Saved entries:
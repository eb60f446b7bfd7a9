//! Line-oriented chat shell.
//!
//! Free text goes to the [`DialogueRouter`]; lines starting with `:` are
//! sidebar commands. The shell is I/O-free: it returns [`ShellOutput`] and
//! the binary prints lines and writes charts.

use ac_protocol::FloatId;

use crate::config::ChatConfig;
use crate::replies;
use crate::router::{DialogueRouter, NamedChart};
use crate::session::Session;
use crate::sidebar::AddOutcome;

pub const COMMANDS_HELP: &str = "Commands: :add <id>, :view <id> [<id>...], :floats, \
:catalog, :map, :debug, :history, :quit";

/// A parsed input line.
#[derive(Debug, Clone, PartialEq, Eq)]
pub enum Command {
    /// Free text for the dialogue router.
    Chat(String),
    Add(Option<String>),
    View(Vec<String>),
    Floats,
    Catalog,
    Map,
    Debug,
    History,
    Quit,
    Unknown(String),
    /// Unbalanced quotes or a dangling escape.
    Invalid(String),
    Empty,
}

/// Parse one input line.
pub fn parse_command(line: &str) -> Command {
    let trimmed = line.trim();
    if trimmed.is_empty() {
        return Command::Empty;
    }
    let Some(rest) = trimmed.strip_prefix(':') else {
        return Command::Chat(line.trim_end_matches(['\r', '\n']).to_string());
    };

    // Quote-aware splitting, no shell interpretation.
    let mut tokens = match shell_words::split(rest) {
        Ok(tokens) => tokens.into_iter(),
        Err(e) => return Command::Invalid(format!("failed to parse command: {e}")),
    };
    let name = tokens.next().unwrap_or_default();
    let args: Vec<String> = tokens.collect();
    match name.as_str() {
        "add" => Command::Add(args.into_iter().next()),
        "view" => Command::View(args),
        "floats" => Command::Floats,
        "catalog" => Command::Catalog,
        "map" => Command::Map,
        "debug" => Command::Debug,
        "history" => Command::History,
        "quit" | "q" | "exit" => Command::Quit,
        _ => Command::Unknown(name),
    }
}

/// What the shell produced for one input line.
#[derive(Debug, Default)]
pub struct ShellOutput {
    pub lines: Vec<String>,
    pub charts: Vec<NamedChart>,
    pub quit: bool,
}

impl ShellOutput {
    fn line(text: impl Into<String>) -> Self {
        Self {
            lines: vec![text.into()],
            ..Self::default()
        }
    }
}

/// One interactive conversation.
pub struct Shell {
    router: DialogueRouter,
    session: Session,
    config: ChatConfig,
    debug: bool,
}

impl Shell {
    pub fn new(router: DialogueRouter, config: ChatConfig) -> Self {
        let debug = config.debug_intents;
        Self {
            router,
            session: Session::new(),
            config,
            debug,
        }
    }

    pub fn session(&self) -> &Session {
        &self.session
    }

    pub fn debug(&self) -> bool {
        self.debug
    }

    pub async fn handle_line(&mut self, line: &str) -> ShellOutput {
        match parse_command(line) {
            Command::Empty => ShellOutput::default(),
            Command::Chat(text) => self.chat(&text).await,
            Command::Add(arg) => self.add(arg.as_deref()).await,
            Command::View(args) => self.view(&args),
            Command::Floats => ShellOutput::line(replies::loaded_floats(&self.session.loaded_ids())),
            Command::Catalog => ShellOutput::line(format!(
                "Known floats: {}",
                join(&self.config.known_floats)
            )),
            Command::Map => match self.router.positions_map(&self.session) {
                Some(chart) => ShellOutput {
                    lines: vec!["Latest positions map rendered.".into()],
                    charts: vec![chart],
                    quit: false,
                },
                None => ShellOutput::line(replies::NO_FLOATS_LOADED),
            },
            Command::Debug => {
                self.debug = !self.debug;
                ShellOutput::line(if self.debug {
                    "Intent debug on."
                } else {
                    "Intent debug off."
                })
            }
            Command::History => ShellOutput {
                lines: self
                    .session
                    .transcript()
                    .iter()
                    .map(|m| format!("{}: {}", m.role, m.text))
                    .collect(),
                ..ShellOutput::default()
            },
            Command::Quit => ShellOutput {
                lines: vec![replies::GOODBYE.into()],
                quit: true,
                ..ShellOutput::default()
            },
            Command::Unknown(name) => {
                ShellOutput::line(format!("Unknown command ':{name}'. {COMMANDS_HELP}"))
            }
            Command::Invalid(reason) => ShellOutput::line(format!("{reason}. {COMMANDS_HELP}")),
        }
    }

    async fn chat(&mut self, text: &str) -> ShellOutput {
        let before = self.session.loaded_ids();
        let outcome = self.router.handle_turn(&mut self.session, text).await;

        let mut out = ShellOutput::default();
        if self.debug
            && let Some(interp) = &outcome.interpretation
        {
            match serde_json::to_string(interp) {
                Ok(json) => out.lines.push(format!("[debug] {json}")),
                Err(e) => tracing::warn!(error = %e, "failed to serialize interpretation"),
            }
        }
        out.lines.push(outcome.reply);
        out.charts = outcome.charts;
        self.push_map_if_changed(&before, &mut out);
        out
    }

    async fn add(&mut self, arg: Option<&str>) -> ShellOutput {
        let Some(arg) = arg else {
            return ShellOutput::line(format!(
                "Usage: :add <float number> (known: {})",
                join(&self.config.known_floats)
            ));
        };
        let Ok(float_id) = arg.parse::<FloatId>() else {
            return ShellOutput::line(replies::INVALID_FLOAT_NUMBER);
        };

        let before = self.session.loaded_ids();
        let mut out = match self.router.add_float(&mut self.session, float_id).await {
            Ok(AddOutcome::Added(id)) => ShellOutput::line(replies::float_loaded(id)),
            Ok(AddOutcome::AlreadyLoaded(id)) => {
                ShellOutput::line(format!("Float {id} is already loaded."))
            }
            Err(e) => {
                tracing::warn!(float_id = %float_id, error = %e, "sidebar add failed");
                ShellOutput::line(replies::fetch_failed(float_id))
            }
        };
        self.push_map_if_changed(&before, &mut out);
        out
    }

    fn view(&self, args: &[String]) -> ShellOutput {
        let mut ids = Vec::with_capacity(args.len());
        for arg in args {
            match arg.parse::<FloatId>() {
                Ok(id) => ids.push(id),
                Err(_) => return ShellOutput::line(replies::INVALID_FLOAT_NUMBER),
            }
        }
        if ids.is_empty() {
            return ShellOutput::line("Usage: :view <id> [<id>...]");
        }

        let charts = self.router.view_selection(&self.session, &ids);
        if charts.is_empty() {
            return ShellOutput::line(
                "None of the selected floats are loaded. Use :add <id> first.",
            );
        }
        ShellOutput {
            lines: vec![format!("Rendered {} chart(s).", charts.len())],
            charts,
            quit: false,
        }
    }

    fn push_map_if_changed(&self, before: &[FloatId], out: &mut ShellOutput) {
        if !self.config.show_positions_map || self.session.loaded_ids() == before {
            return;
        }
        if let Some(chart) = self.router.positions_map(&self.session) {
            out.charts.push(chart);
        }
    }
}

fn join(ids: &[FloatId]) -> String {
    ids.iter()
        .map(ToString::to_string)
        .collect::<Vec<_>>()
        .join(", ")
}

#[cfg(test)]
mod tests {
    use std::sync::Arc;

    use super::*;
    use ac_argo_data::MockFetcher;

    fn shell() -> Shell {
        let router = DialogueRouter::with_fetcher(Arc::new(MockFetcher::with_sample_floats()));
        Shell::new(router, ChatConfig::default())
    }

    fn keys(out: &ShellOutput) -> Vec<&str> {
        out.charts.iter().map(|c| c.key.as_str()).collect()
    }

    #[test]
    fn parse_commands() {
        assert_eq!(parse_command("   "), Command::Empty);
        assert_eq!(
            parse_command("temperature 2903893"),
            Command::Chat("temperature 2903893".into())
        );
        assert_eq!(
            parse_command(":add 2903893"),
            Command::Add(Some("2903893".into()))
        );
        assert_eq!(parse_command(":add"), Command::Add(None));
        assert_eq!(
            parse_command(":view 1 2"),
            Command::View(vec!["1".into(), "2".into()])
        );
        assert_eq!(parse_command(" :quit "), Command::Quit);
        assert_eq!(parse_command(":nope"), Command::Unknown("nope".into()));
        assert_eq!(
            parse_command(":view \"2903893\" 6902746"),
            Command::View(vec!["2903893".into(), "6902746".into()])
        );
        assert!(matches!(parse_command(":view \"2903893"), Command::Invalid(_)));
        assert_eq!(parse_command(":"), Command::Unknown(String::new()));
    }

    #[test]
    fn chat_text_keeps_inner_spacing() {
        assert_eq!(
            parse_command("compare 1234567 vs 7654321\n"),
            Command::Chat("compare 1234567 vs 7654321".into())
        );
    }

    #[tokio::test]
    async fn chat_load_appends_positions_map() {
        let mut sh = shell();
        let out = sh.handle_line("temperature 2903893").await;
        assert_eq!(out.lines, vec!["Temperature profile for float 2903893 displayed."]);
        assert_eq!(keys(&out), vec!["profile-2903893-TEMP", "map-latest"]);

        // Nothing new loaded, no map.
        let out = sh.handle_line("salinity").await;
        assert_eq!(keys(&out), vec!["profile-2903893-PSAL"]);
    }

    #[tokio::test]
    async fn positions_map_can_be_disabled() {
        let router = DialogueRouter::with_fetcher(Arc::new(MockFetcher::with_sample_floats()));
        let config = ChatConfig {
            show_positions_map: false,
            ..ChatConfig::default()
        };
        let mut sh = Shell::new(router, config);
        let out = sh.handle_line(":add 2903893").await;
        assert!(out.charts.is_empty());
    }

    #[tokio::test]
    async fn add_command_flow() {
        let mut sh = shell();
        let out = sh.handle_line(":add 2903892").await;
        assert_eq!(out.lines, vec![replies::float_loaded(FloatId(2903892))]);
        assert_eq!(keys(&out), vec!["map-latest"]);

        let out = sh.handle_line(":add 2903892").await;
        assert_eq!(out.lines, vec!["Float 2903892 is already loaded."]);
        assert!(out.charts.is_empty());

        let out = sh.handle_line(":add 9999999").await;
        assert_eq!(out.lines, vec![replies::fetch_failed(FloatId(9999999))]);

        let out = sh.handle_line(":add abc").await;
        assert_eq!(out.lines, vec![replies::INVALID_FLOAT_NUMBER]);

        let out = sh.handle_line(":add").await;
        assert!(out.lines[0].contains("2903893, 2903892, 6902746"));

        // Sidebar actions stay out of the transcript.
        assert!(sh.session().transcript().is_empty());
    }

    #[tokio::test]
    async fn view_and_map_commands() {
        let mut sh = shell();
        assert_eq!(
            sh.handle_line(":map").await.lines,
            vec![replies::NO_FLOATS_LOADED]
        );
        sh.handle_line(":add 2903893").await;
        sh.handle_line(":add 6902746").await;

        let out = sh.handle_line(":view 2903893").await;
        assert_eq!(out.charts.len(), 3);
        let out = sh.handle_line(":view 2903893 6902746").await;
        assert_eq!(out.charts[0].key, "sidebar-compare-TEMP-2903893-6902746");
        let out = sh.handle_line(":view 2903892").await;
        assert!(out.charts.is_empty());

        let out = sh.handle_line(":map").await;
        assert_eq!(keys(&out), vec!["map-latest"]);
        assert_eq!(
            sh.handle_line(":floats").await.lines,
            vec!["Loaded floats: 2903893, 6902746"]
        );
    }

    #[tokio::test]
    async fn debug_toggle_prints_interpretation() {
        let mut sh = shell();
        assert!(!sh.debug());
        sh.handle_line(":debug").await;
        assert!(sh.debug());

        let out = sh.handle_line("where is 2903893").await;
        assert_eq!(out.lines.len(), 2);
        let json: serde_json::Value =
            serde_json::from_str(out.lines[0].trim_start_matches("[debug] ")).unwrap();
        assert_eq!(json["intent"], "trajectory");
        assert_eq!(json["float_ids"][0], 2903893);
        assert_eq!(json["matched"]["rule"], "trajectory");
    }

    #[tokio::test]
    async fn history_and_quit() {
        let mut sh = shell();
        sh.handle_line("hi").await;
        let out = sh.handle_line(":history").await;
        assert_eq!(
            out.lines,
            vec!["user: hi".to_string(), format!("assistant: {}", replies::GREETING)]
        );

        let out = sh.handle_line(":quit").await;
        assert!(out.quit);
    }

    #[tokio::test]
    async fn empty_line_does_nothing() {
        let mut sh = shell();
        let out = sh.handle_line("").await;
        assert!(out.lines.is_empty());
        assert!(sh.session().transcript().is_empty());
    }
}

YOUR INSTRUCTIONS: Reproduce every line in the data that has the word "collect" in it.

EXERCISE RESULT:
    let args: Vec<String> = tokens.collect();
                    .collect(),
        .collect::<Vec<_>>()
        out.charts.iter().map(|c| c.key.as_str()).collect()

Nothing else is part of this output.